Problem CPU CHR 100 % whit 27 GHZ xeon processor

Hi,
we have installed a CHR realease of rouuteros on a vmware VM on a dedicated host phisical machine in our datacenter.
It acts as pppoe server on our network, 1850 subscribers active.
On peak hours, subscribers have packet loss when they ping hosts on the internet (se when they pass through the pppoe server). In theese moments we observe saturation of some of the virtual CPUs from the CPU usage table on “Resources” section of routeros.
We have excluded other kind of transport issues and the proof of this is that customers ping perfectly the pppoe server lan interface and the server (from terminal) ping smoothly the internet.
It seems CHR isn’t able to manage efficently the available cores (it apparently spreads the load but in un unbalanced way, leading to a saturation of cpu0 and cpu1). This way some of the vCPU remains partially offloaded. Performance graphs from vsphere show just 6000mhz of 27000mhz, used at most.
Can you find any incorrect settings in our configuration? We attach supout and exported config and others screens for your convenience

Thanks in advance and best regards
server.JPG
performance.JPG
cpu.jpg
mikrotik.JPG
core.JPG
cpu vmwere.JPG

Some thoughts to lower the CPU load on your CHR. This is what I do on my CHR hosted on VMware ESXi.

1)- consider swapping out both of your Intel Xeon E5-2637 processors to an Xeon E5-2690.
I have found that CPU built-in cache is more important than CPU clock speed - especially when running tiny hosts which mostly run in CPU cache.

2)- It looks like you have hyper-threading enabled. Disable it. Hyper-threading cuts your build-in Xeon CPU cache in half and also slightly slows down the system because you have your Xeon processor emulating twice as many processors. This costs CPU throughput. Never use hyper-threading. Hyper-threading is only good for systems that can not be hardware upgraded where you need more CPUs (at the cost of slowing down the entire system to make it appear that it has more CPUs).

3)- There may be some issues with your 5 (five) network cards.
Each network card should use a unique CPU interrupt. If I remember correctly, you can go up to 4 networks card with unique interrupts. Five (5) network cards and higher will start using shared interrupts. Shared interrupts slow down the system because the operating system now has the added job of determining which device triggered an interrupt.

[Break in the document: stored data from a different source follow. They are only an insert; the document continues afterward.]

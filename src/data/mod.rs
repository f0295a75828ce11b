/// Data layer: catalog types, loading, filtering and aggregation.
///
/// Architecture:
/// ```text
///  URL / .csv / .parquet
///        │
///        ▼
///   ┌──────────┐
///   │  loader   │  fetch + parse → Catalog
///   └──────────┘
///        │
///        ▼
///   ┌──────────┐
///   │  Catalog  │  Vec<CatalogRow>, type / country / year indices
///   └──────────┘
///        │
///        ├──────────────┐
///        ▼              ▼
///   ┌──────────┐   ┌───────────┐
///   │  filter   │   │ aggregate  │  counts, top-N, pivot, durations
///   └──────────┘   └───────────┘
///        │              │
///        └──────┬───────┘
///               ▼
///        ┌────────────┐
///        │ dashboard   │  (catalog, selection) → DashboardResults
///        └────────────┘
/// ```

pub mod aggregate;
pub mod dashboard;
pub mod error;
pub mod filter;
pub mod loader;
pub mod model;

4)- Configure your VMware ESXi so that the next time you boot/power-on your CHR - that you end up going into the BIOS.
In the BIOS, disable/remote the following
serial ports
floppy drive
CD drive
Each of these in-necessary in-used devices has an interrupt associated to the device. There is no point in having the CHR check these devices to see if they generated an interrupt.

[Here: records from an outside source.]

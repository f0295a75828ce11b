use serde::Serialize;
use thiserror::Error;

/// The catalog source could not be fetched or parsed.
#[derive(Error, Debug)]
pub enum LoadError {
    #[error("HTTP request failed: {0}")]
    Http(#[from] reqwest::Error),

    #[error("{url} answered with HTTP {status}")]
    Status { url: String, status: u16 },

    #[error("IO error: {0}")]
    Io(#[from] std::io::Error),

    #[error("CSV error: {0}")]
    Csv(#[from] csv::Error),

    #[error("Parquet error: {0}")]
    Parquet(#[from] parquet::errors::ParquetError),

    #[error("Arrow error: {0}")]
    Arrow(#[from] arrow::error::ArrowError),

    #[error("missing required column '{0}'")]
    MissingColumn(String),

    #[error("row {row}: {message}")]
    InvalidRow { row: usize, message: String },

    #[error("unsupported file extension: .{0}")]
    UnsupportedExtension(String),
}

/// A movie duration that does not look like `"<N> min"`.
#[derive(Error, Debug, Clone, PartialEq, Serialize)]
#[error("row {row}: cannot parse duration '{value}'")]
pub struct ParseError {
    /// Index of the offending row in the catalog.
    pub row: usize,
    pub value: String,
}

5)- network cards for CHR via VMware ESXi
— If drop down to a max total of only 4 network cards !!!
— If can use 802.1q vlans on your CHR - it works pretty well

6)- After all of the above … Perform a btest ( UDP send ) to 127.0.0.1
With your older/slower Xeon processor, I would guess you should hit 2-gig to 11-gig.
My CHR best to 127.0.0.1 reports 17 to 19 Gig.
FYI - 127.0.0.1 is an internal IP address in your CHR. Kinda like a built-in internal virtual network card.
If you tweak and settings to improve your CHR, get a base-line btest to 127.0.0.1 prior to making any changes. The faster the btest to 127.0.0.1, the faster your CHR is running.

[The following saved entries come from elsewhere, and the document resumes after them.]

#[cfg(test)]
mod tests {
    use super::*;

    fn scenario() -> Vec<CatalogRow> {
        vec![
            CatalogRow::new(ContentType::Movie, Some("USA"), 2020, "Action, Comedy", Some("90 min")),
            CatalogRow::new(ContentType::TvShow, Some("India"), 2019, "Drama", Some("2 Seasons")),
            CatalogRow::new(ContentType::Movie, Some("USA,UK"), 2021, "Comedy", Some("100 min")),
        ]
    }

    #[test]
    fn type_counts_sum_to_row_count() {
        let rows = scenario();
        let counts = type_counts(&rows);
        assert_eq!(counts, vec![(ContentType::Movie, 2), (ContentType::TvShow, 1)]);
        assert_eq!(counts.iter().map(|(_, n)| n).sum::<usize>(), rows.len());
    }

    #[test]
    fn year_counts_are_sorted_by_year() {
        let rows = scenario();
        assert_eq!(year_counts(&rows), vec![(2019, 1), (2020, 1), (2021, 1)]);
    }

    #[test]
    fn top_genres_orders_ties_by_first_occurrence() {
        let rows = scenario();
        assert_eq!(
            top_genres(&rows, 10),
            vec![
                ("Comedy".to_string(), 2),
                ("Action".to_string(), 1),
                ("Drama".to_string(), 1),
            ]
        );
    }

    #[test]
    fn top_lists_are_capped_and_descending() {
        let rows: Vec<CatalogRow> = (0..15)
            .flat_map(|g| {
                (0..=g).map(move |_| {
                    CatalogRow::new(
                        ContentType::Movie,
                        Some(format!("C{g}").as_str()),
                        2000,
                        &format!("G{g}"),
                        None,
                    )
                })
            })
            .collect();

        for top in [top_genres(&rows, 10), top_countries(&rows, 10)] {
            assert_eq!(top.len(), 10);
            assert!(top.windows(2).all(|w| w[0].1 >= w[1].1));
            assert_eq!(top[0].1, 15);
        }
    }

    #[test]
    fn top_countries_splits_and_skips_missing() {
        let mut rows = scenario();
        rows.push(CatalogRow::new(ContentType::Movie, None, 2000, "", None));
        assert_eq!(
            top_countries(&rows, 10),
            vec![
                ("USA".to_string(), 2),
                ("India".to_string(), 1),
                ("UK".to_string(), 1),
            ]
        );
    }

    #[test]
    fn pivot_uses_first_country_and_fills_zeros() {
        let mut rows = scenario();
        rows.push(CatalogRow::new(ContentType::Movie, None, 2018, "", None));
        let pivot = country_year_pivot(&rows);

        assert_eq!(pivot.countries, vec!["India", "USA"]);
        assert_eq!(pivot.years, vec![2019, 2020, 2021]);
        assert_eq!(pivot.get("USA", 2021), 1);
        assert_eq!(pivot.get("USA", 2019), 0);
        assert_eq!(pivot.get("UK", 2021), 0);
        assert_eq!(pivot.total(), 3);
        assert_eq!(pivot.max_count(), 1);
    }

    #[test]
    fn parse_minutes_requires_suffix() {
        assert_eq!(parse_minutes("90 min"), Some(90.0));
        assert_eq!(parse_minutes("120 min"), Some(120.0));
        assert_eq!(parse_minutes("90"), None);
        assert_eq!(parse_minutes("2 Seasons"), None);
        assert_eq!(parse_minutes("abc min"), None);
    }

    #[test]
    fn durations_only_consider_movies() {
        let rows = scenario();
        let summary = movie_durations(&rows, DurationPolicy::Strict).unwrap();
        assert_eq!(summary.minutes, vec![90.0, 100.0]);
        assert_eq!(summary.skipped, 0);
    }

    #[test]
    fn strict_policy_fails_on_malformed_duration() {
        let mut rows = scenario();
        rows.push(CatalogRow::new(ContentType::Movie, None, 2000, "", Some("74")));
        let err = movie_durations(&rows, DurationPolicy::Strict).unwrap_err();
        assert_eq!(err.row, 3);
        assert_eq!(err.value, "74");
    }

    #[test]
    fn skip_policy_counts_malformed_and_missing() {
        let mut rows = scenario();
        rows.push(CatalogRow::new(ContentType::Movie, None, 2000, "", Some("74")));
        rows.push(CatalogRow::new(ContentType::Movie, None, 2000, "", None));
        let summary = movie_durations(&rows, DurationPolicy::SkipInvalid).unwrap();
        assert_eq!(summary.minutes, vec![90.0, 100.0]);
        assert_eq!(summary.skipped, 1);
        assert_eq!(summary.missing, 1);
    }

    #[test]
    fn box_stats_interpolate_quartiles() {
        let stats = BoxStats::from_values(&[4.0, 1.0, 3.0, 2.0, 5.0]).unwrap();
        assert_eq!(stats.min, 1.0);
        assert_eq!(stats.q1, 2.0);
        assert_eq!(stats.median, 3.0);
        assert_eq!(stats.q3, 4.0);
        assert_eq!(stats.max, 5.0);

        let even = BoxStats::from_values(&[1.0, 2.0, 3.0, 4.0]).unwrap();
        assert_eq!(even.median, 2.5);
        assert!(BoxStats::from_values(&[]).is_none());
    }

    #[test]
    fn histogram_covers_every_row() {
        let rows: Vec<CatalogRow> = (1925..=2021)
            .map(|y| CatalogRow::new(ContentType::Movie, None, y, "", None))
            .collect();
        let bins = release_year_histogram(&rows, 30);
        assert_eq!(bins.len(), 30);
        assert_eq!(bins.iter().map(|b| b.count).sum::<usize>(), rows.len());
        assert_eq!(bins[0].start, 1925.0);
        assert!((bins[29].end - 2022.0).abs() < 1e-9);
    }

    #[test]
    fn histogram_of_single_year() {
        let rows = vec![CatalogRow::new(ContentType::Movie, None, 2000, "", None); 3];
        let bins = release_year_histogram(&rows, 4);
        assert_eq!(bins.iter().map(|b| b.count).sum::<usize>(), 3);
        assert_eq!(bins[0].count, 3);
        assert!(release_year_histogram(&rows, 0).is_empty());
    }

    #[test]
    fn histogram_handles_extreme_years() {
        let rows = vec![
            CatalogRow::new(ContentType::Movie, None, i64::MIN, "", None),
            CatalogRow::new(ContentType::Movie, None, 0, "", None),
            CatalogRow::new(ContentType::Movie, None, i64::MAX, "", None),
        ];
        let bins = release_year_histogram(&rows, 30);
        assert_eq!(bins.len(), 30);
        assert_eq!(bins.iter().map(|b| b.count).sum::<usize>(), 3);
        assert_eq!(bins[0].count, 1);
        assert_eq!(bins[29].count, 1);

        let top = vec![CatalogRow::new(ContentType::Movie, None, i64::MAX, "", None); 2];
        assert_eq!(release_year_histogram(&top, 3)[0].count, 2);
    }
}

7)- If you have other virtual hosted machines on your VMware ESXi server … then as a test , stop/shutdown the other servers then run a btest to 127.0.0.1 and see if there is any difference.

8 ) - You should always get much better/faster network throughput if you Intel 10-gig network cards

9)- On your VMware ESXi server, go into the BIOS on your physical machine. Delete/remove any devices you do not need (you want to keep the physical interrupts down so that your VMware ESXi physical server does not spend a lot of time processing interrupts - which in turn slows down everything it hosts). Disable all power management and set BIOS for maximum performance.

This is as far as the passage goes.